抄録
ニホンザル(Macaca fuscata)のメスの出産率は、20歳齢を超えると急激に低下する。これまでに26歳齢での最高齢出産が2度報告されているが、その後の報告はない。ニホンザルのメスが25歳齢を超えて生存していることはまれであり、これまでほとんど行動研究の対象とされてこなかった。嵐山ニホンザルE集団には、25歳齢以上の老齢メスが、2010年には15頭、2011年には17頭も生息していた。本研究では25~32歳齢の老齢メスを対象に行動観察を行い、加齢や順位による影響を調べることを目的とした。他の集団にはほとんどいない25歳齢以上の老齢メスに焦点を当て、2年にわたり観察を継続した初めての研究である。
嵐山モンキーパークいわたやまに生息する25~32歳齢の全ての老齢メスを対象に個体追跡観察法を用いて観察した。観察は2010年9月~11月、2011年6月~12月にかけて行われた。1セッション20分間の連続観察を1頭当たり39セッションずつ行った。総観察時間は207時間であった。

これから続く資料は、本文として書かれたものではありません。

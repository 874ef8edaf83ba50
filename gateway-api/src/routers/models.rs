use crate::extract::ValidatedPath;
use crate::providers::ModelInfo;
use crate::startup::AppState;
use axum::{
    extract::State,
    routing::get,
    Json, Router,
};
use serde::Serialize;
use service_core::error::AppError;

pub const MODELS_PATH: &str = "/models";
pub const MODEL_PATH: &str = "/models/:model_id";

#[derive(Debug, Serialize)]
pub struct Model {
    pub id: String,
    pub object: &'static str,
    pub created: i64,
    pub owned_by: String,
}

impl From<ModelInfo> for Model {
    fn from(info: ModelInfo) -> Self {
        Self {
            id: info.id,
            object: "model",
            created: info.created,
            owned_by: info.owned_by,
        }
    }
}

#[derive(Debug, Serialize)]
pub struct ModelList {
    pub object: &'static str,
    pub data: Vec<Model>,
}

pub fn router() -> Router<AppState> {
    Router::new()
        .route(MODELS_PATH, get(list_models))
        .route(MODEL_PATH, get(get_model))
}

#[tracing::instrument(skip(state))]
pub async fn list_models(State(state): State<AppState>) -> Result<Json<ModelList>, AppError> {
    let models = state.provider.list_models().await?;

    Ok(Json(ModelList {
        object: "list",
        data: models.into_iter().map(Model::from).collect(),
    }))
}

#[tracing::instrument(skip(state))]
pub async fn get_model(
    State(state): State<AppState>,
    ValidatedPath(model_id): ValidatedPath<String>,
) -> Result<Json<Model>, AppError> {
    let model = state.provider.get_model(&model_id).await?;
    Ok(Json(model.into()))
}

老齢メスの活動性を評価するために休息の生起率を、社会交渉の量を検討するために毛づくろいの生起率を算出した。休息の生起率も毛づくろいの生起率も年齢との間に有意な相関は見られなかった。ただし高順位メスは中・低順位メスに比べ、横たわる姿勢の休息が有意に多かった。中・低順位メスにおいて、「攻撃する/サプラントする」生起頻度は加齢に伴い減少し、「攻撃される/サプラントされる」生起頻度は加齢に伴い増加した。これまでの研究では、若齢メスとの比較から、老齢メスは休息の生起率が増加し、社会交渉の量が減少するという結果であった。しかし、本研究では25~32歳齢にかけては休息や社会交渉の量が変化しないという結果が得られた。一方、「横たわる休息」や「攻撃/サプラント」の結果から、老齢メスであっても順位による影響が大きいことがわかった。